**Work order**
Within the listing below, how many lines hold "info"? Reply with that number and no other text.

___ Provided data ___

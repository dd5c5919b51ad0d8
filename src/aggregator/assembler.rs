//! Mode configuration validation and report assembly.
//!
//! Assembly proceeds in three steps:
//! 1. Validate the mode configuration string upfront (duplicates
//!    first, then unknown modes); nothing runs when validation fails
//! 2. Run the selected aggregators one at a time, in registry order
//! 3. Store each payload in the report under its mode letter
//!
//! Aggregators install runtime hooks while they run, so the assembler
//! never overlaps two runs: each aggregator executes the target to
//! completion before the next one starts.

use crate::probe::ProfileTarget;
use crate::report::Report;
use crate::utils::error::{AssembleError, ConfigError, TargetError};
use log::{debug, info};
use serde_json::Value;
use std::collections::HashSet;

/// One mode's aggregation pass over a profiling target
pub trait Aggregator {
    /// Name printed in progress output
    fn name(&self) -> &'static str;

    /// Runs the target under this mode's instrumentation and produces
    /// the mode's report payload
    fn run(&mut self) -> Result<Value, TargetError>;
}

/// Builds one mode's aggregator against a profiling target
pub type AggregatorFactory = Box<dyn Fn(&ProfileTarget) -> Box<dyn Aggregator>>;

/// Available profiling modes, keyed by single-letter code.
///
/// Registration order is run order: `assemble` walks the registry,
/// not the configuration string, so `"hc"` and `"ch"` produce the
/// same report.
#[derive(Default)]
pub struct ModeRegistry {
    entries: Vec<(char, AggregatorFactory)>,
}

impl ModeRegistry {
    pub fn new() -> Self {
        Self::default()
    }

    pub fn register(&mut self, mode: char, factory: AggregatorFactory) {
        self.entries.push((mode, factory));
    }

    pub fn contains(&self, mode: char) -> bool {
        self.entries.iter().any(|(code, _)| *code == mode)
    }

    /// Registered mode letters in run order
    pub fn modes(&self) -> impl Iterator<Item = char> + '_ {
        self.entries.iter().map(|(code, _)| *code)
    }

    pub fn len(&self) -> usize {
        self.entries.len()
    }

    pub fn is_empty(&self) -> bool {
        self.entries.is_empty()
    }
}

/// **Public** - Validates a mode configuration string.
///
/// The whole string is checked for duplicates before any letter is
/// checked against the registry, so `"cc"` is ambiguous even though
/// `c` is registered, and the unknown-mode error always names the
/// first unrecognized letter.
///
/// # Arguments
/// * `config` - Mode letters requested on the command line, e.g. `"cmh"`
/// * `registry` - Modes available to run
///
/// # Errors
/// `ConfigError::AmbiguousModes` on any repeated letter,
/// `ConfigError::UnknownMode` on the first unregistered one.
pub fn validate_config(config: &str, registry: &ModeRegistry) -> Result<(), ConfigError> {
    let mut seen = HashSet::new();
    for mode in config.chars() {
        if !seen.insert(mode) {
            return Err(ConfigError::AmbiguousModes(config.to_string()));
        }
    }

    for mode in config.chars() {
        if !registry.contains(mode) {
            return Err(ConfigError::UnknownMode(mode));
        }
    }

    Ok(())
}

/// **Public** - Runs the selected aggregators against a target and
/// collects their payloads into one report.
///
/// # Arguments
/// * `target` - The program being profiled
/// * `config` - Mode letters to run
/// * `registry` - Available modes in run order
///
/// # Returns
/// A report holding one payload per requested mode, keyed by mode
/// letter in registry order
///
/// # Errors
/// `AssembleError::Config` when validation fails (no aggregator has
/// been built or run at that point), `AssembleError::Aggregator` when
/// a mode's run fails.
///
/// # Example
/// ```no_run
/// use profviz::aggregator::{assemble, ModeRegistry};
/// use profviz::probe::ProfileTarget;
///
/// let target = ProfileTarget::resolve("app.py").unwrap();
/// let registry = ModeRegistry::new();
/// let report = assemble(&target, "", &registry).unwrap();
/// assert!(report.is_empty());
/// ```
pub fn assemble(
    target: &ProfileTarget,
    config: &str,
    registry: &ModeRegistry,
) -> Result<Report, AssembleError> {
    validate_config(config, registry)?;
    debug!("Mode configuration '{}' validated", config);

    let mut report = Report::new();
    for (mode, factory) in &registry.entries {
        if !config.contains(*mode) {
            continue;
        }

        let mut aggregator = factory(target);
        info!("Running {}...", aggregator.name());

        let payload = aggregator
            .run()
            .map_err(|source| AssembleError::Aggregator {
                mode: *mode,
                source,
            })?;
        report.insert(*mode, payload);
    }

    debug!("Assembled {} mode payload(s)", report.len());
    Ok(report)
}

#[cfg(test)]
mod tests {
    use super::*;
    use serde_json::json;
    use std::cell::RefCell;
    use std::path::PathBuf;
    use std::rc::Rc;

    struct RecordingAggregator {
        mode: char,
        log: Rc<RefCell<Vec<char>>>,
    }

    impl Aggregator for RecordingAggregator {
        fn name(&self) -> &'static str {
            "RecordingAggregator"
        }

        fn run(&mut self) -> Result<Value, TargetError> {
            self.log.borrow_mut().push(self.mode);
            Ok(json!({ "mode": self.mode.to_string() }))
        }
    }

    fn recording_registry(log: &Rc<RefCell<Vec<char>>>) -> ModeRegistry {
        let mut registry = ModeRegistry::new();
        for mode in ['m', 'c', 'h', 'p'] {
            let log = Rc::clone(log);
            registry.register(
                mode,
                Box::new(move |_| {
                    Box::new(RecordingAggregator {
                        mode,
                        log: Rc::clone(&log),
                    })
                }),
            );
        }
        registry
    }

    fn test_target() -> ProfileTarget {
        ProfileTarget::Module {
            path: PathBuf::from("app.py"),
            args: vec![],
        }
    }

    #[test]
    fn test_validate_config_accepts_registered_modes() {
        let log = Rc::new(RefCell::new(Vec::new()));
        let registry = recording_registry(&log);

        assert!(validate_config("cmh", &registry).is_ok());
        assert!(validate_config("", &registry).is_ok());
    }

    #[test]
    fn test_validate_config_rejects_duplicates() {
        let log = Rc::new(RefCell::new(Vec::new()));
        let registry = recording_registry(&log);

        let result = validate_config("cc", &registry);
        assert_eq!(
            result,
            Err(ConfigError::AmbiguousModes("cc".to_string()))
        );
    }

    #[test]
    fn test_validate_config_duplicates_win_over_unknown() {
        let log = Rc::new(RefCell::new(Vec::new()));
        let registry = recording_registry(&log);

        // 'z' is unregistered, but the repeated letter is reported first.
        let result = validate_config("zz", &registry);
        assert_eq!(
            result,
            Err(ConfigError::AmbiguousModes("zz".to_string()))
        );
    }

    #[test]
    fn test_validate_config_names_first_unknown_mode() {
        let log = Rc::new(RefCell::new(Vec::new()));
        let registry = recording_registry(&log);

        let result = validate_config("czq", &registry);
        assert_eq!(result, Err(ConfigError::UnknownMode('z')));
    }

    #[test]
    fn test_assemble_runs_in_registry_order() {
        let log = Rc::new(RefCell::new(Vec::new()));
        let registry = recording_registry(&log);

        let report = assemble(&test_target(), "hc", &registry).unwrap();

        // Registry order is m, c, h, p; the configuration order does
        // not matter.
        assert_eq!(*log.borrow(), vec!['c', 'h']);
        let keys: Vec<&str> = report.keys().collect();
        assert_eq!(keys, vec!["c", "h"]);
    }

    #[test]
    fn test_assemble_invokes_nothing_on_invalid_config() {
        let invocations = Rc::new(RefCell::new(0));
        let mut registry = ModeRegistry::new();
        for mode in ['c', 'm'] {
            let invocations = Rc::clone(&invocations);
            let log = Rc::new(RefCell::new(Vec::new()));
            registry.register(
                mode,
                Box::new(move |_| {
                    *invocations.borrow_mut() += 1;
                    Box::new(RecordingAggregator {
                        mode,
                        log: Rc::clone(&log),
                    })
                }),
            );
        }

        assert!(assemble(&test_target(), "cc", &registry).is_err());
        assert!(assemble(&test_target(), "cz", &registry).is_err());
        assert_eq!(*invocations.borrow(), 0);
    }

    #[test]
    fn test_assemble_propagates_aggregator_failure() {
        struct FailingAggregator;

        impl Aggregator for FailingAggregator {
            fn name(&self) -> &'static str {
                "FailingAggregator"
            }

            fn run(&mut self) -> Result<Value, TargetError> {
                Err(TargetError::RunFailed("target exited".to_string()))
            }
        }

        let mut registry = ModeRegistry::new();
        registry.register('c', Box::new(|_| Box::new(FailingAggregator)));

        let result = assemble(&test_target(), "c", &registry);
        match result {
            Err(AssembleError::Aggregator { mode, .. }) => assert_eq!(mode, 'c'),
            other => panic!("Expected aggregator error, got {:?}", other),
        }
    }

    #[test]
    fn test_assemble_empty_config_produces_empty_report() {
        let log = Rc::new(RefCell::new(Vec::new()));
        let registry = recording_registry(&log);

        let report = assemble(&test_target(), "", &registry).unwrap();
        assert!(report.is_empty());
        assert!(log.borrow().is_empty());
    }
}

___

**Problem solution**
2